Black Pearls - Louise Hawes [46]
She was panting with excitement, as if she could not part with the details fast enough. "There really was not very much blood, you know. Stepmother bled the most, but that is because she fought the ax man hardest. You would not believe how she wriggled and cried out. Why, she was down on her knees before they even put her neck on the block. 'Fetch my stepdaughter,' she cried. 'Send for the princess! Tell her what they are doing to us!'"
Pausing for breath, she undid the cloak from her neck and stood, proud and radiant, in a pale yellow gown. "How I wanted to speak up and tell her I was there! I wanted her to look straight at me when the ax fell!"
My head was spinning, and a poisonous, bitter taste filled my mouth. I closed my eyes on her brightness, but her happy voice found me still. "Of course, a princess cannot afford to be seen in the streets like that. So I kept my peace and pulled this old cloak tight around me." She paused again, a touch of indignation softening her relish. "I only wish they had let me take a lock of Stepmother's hair, too. If the executioner had known who I was, he would never have dared push me away."
***
That night it was I who took to my bed. Pleading illness, I bid my wife good night at the door to our chamber and went to sleep again in my father's old rooms at the end of the hall. I was hardly guilty of deception, since the minute I lay down I was swept by trembling and nausea. I closed my eyes and, sweating mightily, let the waves of sickness wash over me. Their rhythm was somehow reassuring: the pain and then the brief reprieve, the quiet, hopeless space into which I could fit one or two breaths, succeeded by the harsh, grinding pain. Absorbed in this pattern, surrendering to its awful symmetry, I fell at last into a dreamless sleep.
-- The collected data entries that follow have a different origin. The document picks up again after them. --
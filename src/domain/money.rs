use {
    super::error::BookingError,
    serde::{Deserialize, Serialize},
    std::fmt,
};

/// Amount in minor units (cents). Never negative.
#[derive(Debug, Clone, Copy, PartialEq, Eq, PartialOrd, Ord, Default, Serialize, Deserialize)]
#[serde(transparent)]
pub struct MoneyAmount(i64);

impl MoneyAmount {
    pub const ZERO: MoneyAmount = MoneyAmount(0);

    pub fn new(cents: i64) -> Result<Self, BookingError> {
        if cents < 0 {
            return Err(BookingError::Validation(format!(
                "MoneyAmount cannot be negative, got: {cents}"
            )));
        }
        Ok(Self(cents))
    }

    pub fn cents(&self) -> i64 {
        self.0
    }

    pub fn checked_add(self, other: MoneyAmount) -> Option<MoneyAmount> {
        self.0.checked_add(other.0).map(MoneyAmount)
    }

    pub fn checked_mul(self, quantity: i64) -> Option<MoneyAmount> {
        if quantity < 0 {
            return None;
        }
        self.0.checked_mul(quantity).map(MoneyAmount)
    }

    /// Floors at zero instead of going negative.
    pub fn saturating_sub(self, other: MoneyAmount) -> MoneyAmount {
        MoneyAmount((self.0 - other.0).max(0))
    }

    /// `percent`% of this amount, rounded down to the minor unit.
    pub fn percent(self, percent: u32) -> MoneyAmount {
        let scaled = i128::from(self.0) * i128::from(percent) / 100;
        MoneyAmount(i64::try_from(scaled).unwrap_or(i64::MAX))
    }

    /// Whole major units in `currency`, used for loyalty accrual.
    pub fn major_units(self, currency: Currency) -> i64 {
        self.0 / currency.minor_per_major()
    }
}

#[derive(Debug, Clone, Copy, PartialEq, Eq, Serialize, Deserialize)]
#[serde(rename_all = "lowercase")]
pub enum Currency {
    Usd,
    Eur,
    Gbp,
    Jpy,
}

impl Currency {
    pub fn as_str(&self) -> &'static str {
        match self {
            Self::Usd => "usd",
            Self::Eur => "eur",
            Self::Gbp => "gbp",
            Self::Jpy => "jpy",
        }
    }

    /// Digits after the decimal point. Yen has no minor unit.
    pub fn minor_digits(&self) -> u32 {
        match self {
            Self::Usd | Self::Eur | Self::Gbp => 2,
            Self::Jpy => 0,
        }
    }

    pub fn minor_per_major(&self) -> i64 {
        10i64.pow(self.minor_digits())
    }
}

impl fmt::Display for Currency {
    fn fmt(&self, f: &mut fmt::Formatter<'_>) -> fmt::Result {
        write!(f, "{}", self.as_str())
    }
}

impl TryFrom<&str> for Currency {
    type Error = BookingError;

    fn try_from(s: &str) -> Result<Self, Self::Error> {
        match s.to_ascii_lowercase().as_str() {
            "usd" => Ok(Self::Usd),
            "eur" => Ok(Self::Eur),
            "gbp" => Ok(Self::Gbp),
            "jpy" => Ok(Self::Jpy),
            other => Err(BookingError::Validation(format!(
                "unknown currency: {other}"
            ))),
        }
    }
}

#[derive(Debug, Clone, Copy, PartialEq, Eq, Serialize, Deserialize)]
pub struct Money {
    amount: MoneyAmount,
    currency: Currency,
}

impl Money {
    pub fn new(amount: MoneyAmount, currency: Currency) -> Self {
        Self { amount, currency }
    }

    pub fn amount(&self) -> MoneyAmount {
        self.amount
    }

    pub fn currency(&self) -> Currency {
        self.currency
    }
}

impl fmt::Display for Money {
    fn fmt(&self, f: &mut fmt::Formatter<'_>) -> fmt::Result {
        let code = self.currency.as_str().to_uppercase();
        let cents = self.amount.cents();
        let digits = self.currency.minor_digits();
        if digits == 0 {
            return write!(f, "{cents} {code}");
        }
        let per_major = self.currency.minor_per_major();
        write!(
            f,
            "{}.{:0width$} {code}",
            cents / per_major,
            cents % per_major,
            width = digits as usize
        )
    }
}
It was next day I met Lynette, a dairy maid in the palace stables. Of course, I had seen her before, plump and charming and careless. She laughed too loud, slapped her thighs, and was forever picking straw from her hair. It was not hard to guess how it had gotten there. All the stable boys and several of the kitchen crew found endless excuses to tarry in the milking barn.
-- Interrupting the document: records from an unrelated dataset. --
use {
    super::audit_repo::insert_audit_entry,
    crate::domain::{
        audit::NewAuditEntry,
        error::BookingError,
        id::TransactionId,
        money::{Currency, Money, MoneyAmount},
        payment::{Payment, PaymentStatus},
    },
    chrono::{DateTime, Utc},
    sqlx::PgPool,
    uuid::Uuid,
};

#[derive(sqlx::FromRow)]
struct PaymentRow {
    id: Uuid,
    booking_id: Uuid,
    transaction_id: String,
    amount: i64,
    currency: String,
    status: String,
    paid_at: Option<DateTime<Utc>>,
    created_at: DateTime<Utc>,
}

impl TryFrom<PaymentRow> for Payment {
    type Error = BookingError;

    fn try_from(r: PaymentRow) -> Result<Self, Self::Error> {
        Ok(Self {
            id: r.id,
            booking_id: r.booking_id,
            transaction_id: TransactionId::new(r.transaction_id)?,
            money: Money::new(
                MoneyAmount::new(r.amount)?,
                Currency::try_from(r.currency.as_str())?,
            ),
            status: PaymentStatus::try_from(r.status.as_str())?,
            paid_at: r.paid_at,
            created_at: r.created_at,
        })
    }
}

pub async fn insert(pool: &PgPool, payment: &Payment) -> Result<(), BookingError> {
    sqlx::query(
        r#"
        INSERT INTO payments
            (id, booking_id, transaction_id, amount, currency, status, paid_at, created_at)
        VALUES ($1, $2, $3, $4, $5, $6, $7, $8)
        "#,
    )
    .bind(payment.id)
    .bind(payment.booking_id)
    .bind(payment.transaction_id.as_str())
    .bind(payment.money.amount().cents())
    .bind(payment.money.currency().as_str())
    .bind(payment.status.as_str())
    .bind(payment.paid_at)
    .bind(payment.created_at)
    .execute(pool)
    .await?;

    Ok(())
}

pub async fn find_by_booking(
    pool: &PgPool,
    booking_id: Uuid,
) -> Result<Option<Payment>, BookingError> {
    let row = sqlx::query_as::<_, PaymentRow>(
        r#"
        SELECT id, booking_id, transaction_id, amount, currency, status, paid_at, created_at
        FROM payments
        WHERE booking_id = $1
        "#,
    )
    .bind(booking_id)
    .fetch_optional(pool)
    .await?;

    row.map(Payment::try_from).transpose()
}

/// `Completed | Failed → Refunded`. `false` when the payment is in any other state.
pub async fn mark_refunded(pool: &PgPool, booking_id: Uuid) -> Result<bool, BookingError> {
    let mut tx = pool.begin().await?;

    let row: Option<(Uuid, String)> = sqlx::query_as(
        r#"
        UPDATE payments
        SET status = 'refunded', updated_at = now()
        WHERE booking_id = $1 AND status IN ('completed', 'failed')
        RETURNING id, transaction_id
        "#,
    )
    .bind(booking_id)
    .fetch_optional(&mut *tx)
    .await?;

    let Some((payment_id, transaction_id)) = row else {
        tx.commit().await?;
        return Ok(false);
    };

    let audit = NewAuditEntry::payment_refunded(
        payment_id,
        "refund",
        serde_json::json!({ "transaction_id": transaction_id, "booking_id": booking_id }),
    );
    insert_audit_entry(&mut tx, &audit).await?;
    tx.commit().await?;
    Ok(true)
}
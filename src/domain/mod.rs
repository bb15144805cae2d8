pub mod audit;
pub mod booking;
pub mod catalog;
pub mod customer;
pub mod discount;
pub mod error;
pub mod gateway;
pub mod id;
pub mod issuance;
pub mod loyalty;
pub mod money;
pub mod notification;
pub mod payment;
pub mod pricing;
pub mod store;

use std::{future::Future, pin::Pin};

/// Boxed future returned by the collaborator traits, so they stay object-safe.
pub type BoxFuture<'a, T> = Pin<Box<dyn Future<Output = T> + Send + 'a>>;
I could not blame them. As my own days grew emptier and my nights more hounded by guilt, I began to spend hours at a time lulled by her guileless chatter and her generous impulses. "If you like the milk of cows," Lynette took to telling me, winking naughtily and cupping her mountainous breasts, "you shall find much sweeter here."
Day after day, I was drawn back to her like the rest. The queen and my princess never missed me, so there was nothing to prevent my trips to the barn. Besides, there was something cleansing about the sweet breath of the cows and the steady rhythm of the buckets filling as Lynette milked. At first she took no special notice of my presence, but soon she must have sensed my need, my desperate case. She sent the others away and saved all her jokes and sly teasing for me.
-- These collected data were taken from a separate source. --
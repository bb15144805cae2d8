use {
    crate::domain::{
        customer::{Customer, LoyaltyAccount},
        error::BookingError,
        loyalty::LoyaltyAward,
    },
    chrono::{DateTime, Utc},
    sqlx::PgPool,
    uuid::Uuid,
};

#[derive(sqlx::FromRow)]
struct CustomerRow {
    id: Uuid,
    email: String,
    name: String,
    payment_customer_ref: Option<String>,
}

#[derive(sqlx::FromRow)]
struct LoyaltyRow {
    customer_id: Uuid,
    points: i64,
    last_updated: DateTime<Utc>,
    description: String,
}

pub async fn get_customer(pool: &PgPool, id: Uuid) -> Result<Option<Customer>, BookingError> {
    let row = sqlx::query_as::<_, CustomerRow>(
        "SELECT id, email, name, payment_customer_ref FROM customers WHERE id = $1",
    )
    .bind(id)
    .fetch_optional(pool)
    .await?;

    Ok(row.map(|r| Customer {
        id: r.id,
        email: r.email,
        name: r.name,
        payment_customer_ref: r.payment_customer_ref,
    }))
}

pub async fn set_payment_customer_ref(
    pool: &PgPool,
    id: Uuid,
    customer_ref: &str,
) -> Result<(), BookingError> {
    let result = sqlx::query("UPDATE customers SET payment_customer_ref = $2 WHERE id = $1")
        .bind(id)
        .bind(customer_ref)
        .execute(pool)
        .await?;
    if result.rows_affected() == 0 {
        return Err(BookingError::NotFound(format!("customer {id}")));
    }
    Ok(())
}

/// Add the award to the customer's balance, creating the account on first use.
pub async fn accrue(
    tx: &mut sqlx::Transaction<'_, sqlx::Postgres>,
    customer_id: Uuid,
    award: &LoyaltyAward,
    now: DateTime<Utc>,
) -> Result<(), BookingError> {
    sqlx::query(
        r#"
        INSERT INTO loyalty_accounts (customer_id, points, last_updated, description)
        VALUES ($1, $2, $3, $4)
        ON CONFLICT (customer_id) DO UPDATE
        SET points = loyalty_accounts.points + EXCLUDED.points,
            last_updated = EXCLUDED.last_updated,
            description = EXCLUDED.description
        "#,
    )
    .bind(customer_id)
    .bind(award.total())
    .bind(now)
    .bind(&award.description)
    .execute(&mut **tx)
    .await?;

    Ok(())
}

pub async fn loyalty_account(
    pool: &PgPool,
    customer_id: Uuid,
) -> Result<Option<LoyaltyAccount>, BookingError> {
    let row = sqlx::query_as::<_, LoyaltyRow>(
        r#"
        SELECT customer_id, points, last_updated, description
        FROM loyalty_accounts
        WHERE customer_id = $1
        "#,
    )
    .bind(customer_id)
    .fetch_optional(pool)
    .await?;

    Ok(row.map(|r| LoyaltyAccount {
        customer_id: r.customer_id,
        points: r.points,
        last_updated: r.last_updated,
        description: r.description,
    }))
}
In the beginning, these meetings were merely a way to fill idle hours, but now the scamp affords me pleasures as rich as any I fancied at that long-ago ball. My dairy maid is no princess, nor does she wish to be. But she lifts her skirts and wraps her dimpled thighs around me with a will. And I tarry longer and longer with her in the loft. As each afternoon fades into dusk, I rise reluctantly from our bed of hay. I push her from me, laughing. "Stop, Lady Lynette," I protest, bidding her cover herself and cease our play. "If I am any happier it must show upon my face. And for the sweet Lord's sake, help me brush this straw from my clothes."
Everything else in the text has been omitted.